Two interesting facts for you: 1) Some pine cones look like poop. 2) I`m never kicking anything wearing flip flops again.
My password is SupermanHulkThorGoku, that`s the strongest password I can think of.
Crazy? ... My therapist does say I should quit talking to myself.
I love everyone these days... Some I love to be around, some I love to avoid, and others, I`d love to punch in the face...
I`m the kind of crazy you weren`t warned about because no one knew this level existed.
Before you marry a person you should first make them use a computer with slow internet to see who they really are.
It takes a lot of balls to golf the way I do.
My parents preferred my imaginary friend over me.
I hope the final frame of Breaking Bad is white text on black background: "None of this would have happened if we had Universal Healthcare."
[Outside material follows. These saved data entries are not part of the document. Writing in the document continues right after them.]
//! Filesystem watcher with debounced dispatch
//!
//! ## Architecture
//!
//! ```text
//! inotify / kqueue
//!       │  (notify callback thread)
//!       ├──→ events channel ──┐
//!       └──→ errors channel ──┤
//!                             ▼
//!                        WatchLoop (owns PendingEvents + debounce timer)
//!                             │  timer fires: swap pending set out
//!                             ▼
//!                        batch channel ──→ dispatcher task ──→ ChangeHandler
//! ```
//!
//! The loop task is the only owner of the pending set. The debounce timer is
//! a select branch of that same task, so flushing needs no locking. Flushed
//! batches are queued to a single dispatcher task and handled strictly in
//! flush order, while the loop keeps receiving. A delete flushed after an
//! upload of the same path therefore never overtakes it.
//!
//! Directories are registered individually at start. A directory created
//! afterwards is not picked up until the watcher is rebuilt.

use std::collections::HashMap;
use std::path::{Path, PathBuf};
use std::sync::Arc;
use std::time::Duration;

use anyhow::Result;
use notify::event::{ModifyKind, RenameMode};
use notify::{EventKind, RecommendedWatcher, RecursiveMode, Watcher};
use tokio::sync::mpsc;
use tokio::time::Instant;
use tokio_util::sync::CancellationToken;
use tracing::{debug, error, info, warn};

use ibridge_core::domain::paths::relative_path;
use ibridge_core::domain::{SyncMode, SyncSummary, SyncTarget, TransferDirection};

use crate::ignore::IgnoreMatcher;
use crate::pool::SyncStats;
use crate::SyncError;

/// Default quiet period before pending changes are dispatched
pub const DEFAULT_DEBOUNCE: Duration = Duration::from_millis(300);

const CHANNEL_CAPACITY: usize = 1024;

// ============================================================================
// WatchEvent
// ============================================================================

/// Kind of change observed on a path
#[derive(Debug, Clone, Copy, PartialEq, Eq)]
pub enum WatchOp {
    Write,
    Create,
    Remove,
    Rename,
}

impl WatchOp {
    /// Whether this change means the path's content should be pushed
    pub fn is_content_change(self) -> bool {
        matches!(self, WatchOp::Write | WatchOp::Create)
    }
}

/// One path-level change, decoupled from the `notify` event types
#[derive(Debug, Clone, PartialEq, Eq)]
pub struct WatchEvent {
    pub path: PathBuf,
    pub op: WatchOp,
}

impl WatchEvent {
    pub fn new(path: impl Into<PathBuf>, op: WatchOp) -> Self {
        Self {
            path: path.into(),
            op,
        }
    }
}

/// Convert a raw `notify` event into zero or more [`WatchEvent`]s
///
/// - `Create(*)` -> `Create`
/// - `Modify(Data | Any | Other)` -> `Write`
/// - `Modify(Name(Both))` -> `Rename` of the old path, `Create` of the new
/// - `Modify(Name(From))` -> `Rename`, `Modify(Name(To))` -> `Create`
/// - `Modify(Name(Any | Other))` -> `Create` if the path exists, else `Rename`
/// - `Remove(*)` -> `Remove`
///
/// Metadata changes and access events produce nothing.
pub fn map_notify_event(event: &notify::Event) -> Vec<WatchEvent> {
    let each = |op: WatchOp| -> Vec<WatchEvent> {
        event
            .paths
            .iter()
            .map(|p| WatchEvent::new(p.clone(), op))
            .collect()
    };

    match &event.kind {
        EventKind::Create(_) => each(WatchOp::Create),
        EventKind::Remove(_) => each(WatchOp::Remove),
        EventKind::Modify(ModifyKind::Data(_))
        | EventKind::Modify(ModifyKind::Any)
        | EventKind::Modify(ModifyKind::Other) => each(WatchOp::Write),
        EventKind::Modify(ModifyKind::Name(RenameMode::Both)) => match event.paths.as_slice() {
            [old, new, ..] => vec![
                WatchEvent::new(old.clone(), WatchOp::Rename),
                WatchEvent::new(new.clone(), WatchOp::Create),
            ],
            _ => each(WatchOp::Rename),
        },
        EventKind::Modify(ModifyKind::Name(RenameMode::From)) => each(WatchOp::Rename),
        EventKind::Modify(ModifyKind::Name(RenameMode::To)) => each(WatchOp::Create),
        EventKind::Modify(ModifyKind::Name(_)) => event
            .paths
            .iter()
            .map(|p| {
                let op = if p.exists() {
                    WatchOp::Create
                } else {
                    WatchOp::Rename
                };
                WatchEvent::new(p.clone(), op)
            })
            .collect(),
        _ => {
            debug!(kind = ?event.kind, "Ignoring event kind");
            Vec::new()
        }
    }
}

// ============================================================================
// PendingEvents
// ============================================================================

/// Changes awaiting the debounce timer, keyed by path
///
/// A later change on a path replaces the earlier one.
#[derive(Debug, Default)]
struct PendingEvents {
    by_path: HashMap<PathBuf, WatchOp>,
}

impl PendingEvents {
    fn insert(&mut self, event: WatchEvent) {
        self.by_path.insert(event.path, event.op);
    }

    /// Swap the whole set out, leaving it empty
    fn take(&mut self) -> Vec<WatchEvent> {
        std::mem::take(&mut self.by_path)
            .into_iter()
            .map(|(path, op)| WatchEvent { path, op })
            .collect()
    }

    fn len(&self) -> usize {
        self.by_path.len()
    }

    fn is_empty(&self) -> bool {
        self.by_path.is_empty()
    }
}

// ============================================================================
// ChangeHandler
// ============================================================================

/// Receiver of debounced changes
#[async_trait::async_trait]
pub trait ChangeHandler: Send + Sync {
    /// Push the current content of `path`
    async fn sync_single_file(&self, path: &Path) -> Result<()>;

    /// Remove the remote file mirroring `path`
    async fn delete_remote_counterpart(&self, path: &Path) -> Result<()>;
}

// ============================================================================
// ChangeWatcher
// ============================================================================

/// Watches every non-ignored directory of a sync target
pub struct ChangeWatcher {
    watcher: RecommendedWatcher,
    events: mpsc::Receiver<notify::Event>,
    errors: mpsc::Receiver<notify::Error>,
    root: PathBuf,
    ignore: Arc<IgnoreMatcher>,
    debounce: Duration,
    watched: usize,
}

impl ChangeWatcher {
    /// Create the OS watcher and register the target's directories
    ///
    /// # Errors
    /// Fails when the backend cannot be created, when the root cannot be
    /// enumerated, or when a directory cannot be registered.
    pub fn new(
        target: &SyncTarget,
        ignore: Arc<IgnoreMatcher>,
        debounce: Duration,
    ) -> Result<Self, SyncError> {
        let (event_tx, events) = mpsc::channel(CHANNEL_CAPACITY);
        let (error_tx, errors) = mpsc::channel(CHANNEL_CAPACITY);

        let mut watcher = RecommendedWatcher::new(
            move |res: notify::Result<notify::Event>| match res {
                Ok(event) => {
                    if event_tx.blocking_send(event).is_err() {
                        debug!("Event receiver dropped");
                    }
                }
                Err(err) => {
                    if error_tx.blocking_send(err).is_err() {
                        debug!("Error receiver dropped");
                    }
                }
            },
            notify::Config::default(),
        )?;

        let root = target.local_root.clone();
        let mut dirs = Vec::new();
        collect_watch_dirs(&root, &root, &ignore, &mut dirs)?;

        for dir in &dirs {
            watcher.watch(dir, RecursiveMode::NonRecursive)?;
        }

        info!(
            root = %root.display(),
            directories = dirs.len(),
            debounce_ms = debounce.as_millis() as u64,
            "Watching for changes"
        );

        Ok(Self {
            watcher,
            events,
            errors,
            root,
            ignore,
            debounce,
            watched: dirs.len(),
        })
    }

    /// Number of directories registered at start
    pub fn watched_dirs(&self) -> usize {
        self.watched
    }

    /// Consume notifications until `shutdown` is cancelled
    ///
    /// Finishes batches already flushed before returning. Changes
    /// still inside their debounce window at shutdown are dropped.
    ///
    /// Returns the counters of the whole session: uploads, remote deletions
    /// and failed uploads.
    pub async fn run(
        self,
        handler: Arc<dyn ChangeHandler>,
        shutdown: CancellationToken,
    ) -> SyncSummary {
        let Self {
            watcher,
            events,
            errors,
            root,
            ignore,
            debounce,
            ..
        } = self;

        let summary = WatchLoop {
            root,
            ignore,
            debounce,
            handler,
        }
        .run(events, errors, shutdown)
        .await;

        drop(watcher);
        info!(
            uploaded = summary.transferred,
            deleted = summary.deleted,
            errors = summary.errors,
            "Watcher stopped"
        );
        summary
    }
}

/// Depth-first list of directories to register, pruning ignored subtrees
fn collect_watch_dirs(
    root: &Path,
    dir: &Path,
    ignore: &IgnoreMatcher,
    out: &mut Vec<PathBuf>,
) -> Result<(), SyncError> {
    let entries = match std::fs::read_dir(dir) {
        Ok(entries) => entries,
        Err(source) if dir == root => {
            return Err(SyncError::RootUnreadable {
                path: dir.to_path_buf(),
                source,
            });
        }
        Err(e) => {
            warn!(path = %dir.display(), error = %e, "Cannot enumerate directory, not watching it");
            return Ok(());
        }
    };
    out.push(dir.to_path_buf());

    for entry in entries.flatten() {
        let is_dir = entry.file_type().map(|ft| ft.is_dir()).unwrap_or(false);
        if !is_dir {
            continue;
        }
        let path = entry.path();
        let rel = relative_path(root, &path)?;
        if ignore.should_ignore(&rel) {
            debug!(path = %rel, "Not watching ignored directory");
            continue;
        }
        collect_watch_dirs(root, &path, ignore, out)?;
    }

    Ok(())
}

// ============================================================================
// WatchLoop
// ============================================================================

struct WatchLoop {
    root: PathBuf,
    ignore: Arc<IgnoreMatcher>,
    debounce: Duration,
    handler: Arc<dyn ChangeHandler>,
}

impl WatchLoop {
    async fn run(
        &self,
        mut events: mpsc::Receiver<notify::Event>,
        mut errors: mpsc::Receiver<notify::Error>,
        shutdown: CancellationToken,
    ) -> SyncSummary {
        let started = std::time::Instant::now();
        let mut pending = PendingEvents::default();
        let (batches, queued) = mpsc::unbounded_channel();
        let dispatcher = tokio::spawn(run_dispatcher(Arc::clone(&self.handler), queued));
        let timer = tokio::time::sleep(self.debounce);
        tokio::pin!(timer);
        let mut armed = false;
        let mut errors_open = true;

        loop {
            tokio::select! {
                _ = shutdown.cancelled() => {
                    if !pending.is_empty() {
                        debug!(pending = pending.len(), "Dropping undispatched changes");
                    }
                    break;
                }
                received = events.recv() => match received {
                    Some(event) => {
                        for change in map_notify_event(&event) {
                            if self.accepts(&change) {
                                pending.insert(change);
                                timer.as_mut().reset(Instant::now() + self.debounce);
                                armed = true;
                            }
                        }
                    }
                    None => {
                        debug!("Event channel closed");
                        if !pending.is_empty() {
                            self.flush(&mut pending, &batches);
                        }
                        break;
                    }
                },
                received = errors.recv(), if errors_open => match received {
                    Some(err) => warn!(error = %err, "Watcher error"),
                    None => errors_open = false,
                },
                _ = &mut timer, if armed => {
                    armed = false;
                    self.flush(&mut pending, &batches);
                }
            }
        }

        // the dispatcher drains what was already queued, then exits
        drop(batches);
        let stats = match dispatcher.await {
            Ok(stats) => stats,
            Err(e) => {
                error!(error = %e, "Dispatcher task panicked");
                SyncStats::new()
            }
        };
        stats.snapshot(SyncMode::Upload, started.elapsed())
    }

    /// Whether a change belongs to the target and is not ignored
    fn accepts(&self, change: &WatchEvent) -> bool {
        match relative_path(&self.root, &change.path) {
            Ok(rel) if rel.is_empty() => false,
            Ok(rel) => !self.ignore.should_ignore(&rel),
            Err(e) => {
                debug!(path = %change.path.display(), error = %e, "Dropping event outside root");
                false
            }
        }
    }

    fn flush(&self, pending: &mut PendingEvents, batches: &mpsc::UnboundedSender<Vec<WatchEvent>>) {
        let batch = pending.take();
        if batch.is_empty() {
            return;
        }
        debug!(changes = batch.len(), "Queueing debounced changes");
        if batches.send(batch).is_err() {
            error!("Dispatcher stopped, dropping changes");
        }
    }
}

/// Handle queued batches one after another
async fn run_dispatcher(
    handler: Arc<dyn ChangeHandler>,
    mut queued: mpsc::UnboundedReceiver<Vec<WatchEvent>>,
) -> SyncStats {
    let stats = SyncStats::new();
    while let Some(batch) = queued.recv().await {
        dispatch(handler.as_ref(), batch, &stats).await;
    }
    stats
}

async fn dispatch(handler: &dyn ChangeHandler, batch: Vec<WatchEvent>, stats: &SyncStats) {
    for WatchEvent { path, op } in batch {
        if op.is_content_change() {
            match tokio::fs::metadata(&path).await {
                Ok(meta) if meta.is_dir() => {
                    debug!(path = %path.display(), "Directory change, nothing to push");
                }
                Ok(_) => match handler.sync_single_file(&path).await {
                    Ok(()) => stats.record_transferred(TransferDirection::Upload),
                    Err(e) => {
                        let msg = format!("{}: {e:#}", path.display());
                        error!(%msg, "Sync failed");
                        stats.record_error(msg);
                    }
                },
                Err(_) => {
                    debug!(path = %path.display(), "Path vanished before dispatch");
                }
            }
        } else {
            match handler.delete_remote_counterpart(&path).await {
                Ok(()) => stats.record_deleted(),
                Err(e) => {
                    debug!(path = %path.display(), error = %format!("{e:#}"), "Remote delete failed");
                }
            }
        }
    }
}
Every day is a constant battle of trying to convince myself I don’t like cookies.
I`m kind of like Hugh Hefner. Only without the mansion, the exotic cars, the girls, the magazine and the money. Basically, I`m just a guy in a bathrobe.
Don`t be ashamed of who you are. That`s your parents job.
Did you know? If you put your finger in your ear and scratch, it sounds like Packman!
That weirdo that comes into bars and tries to sell roses would make a lot more money if he sold tacos.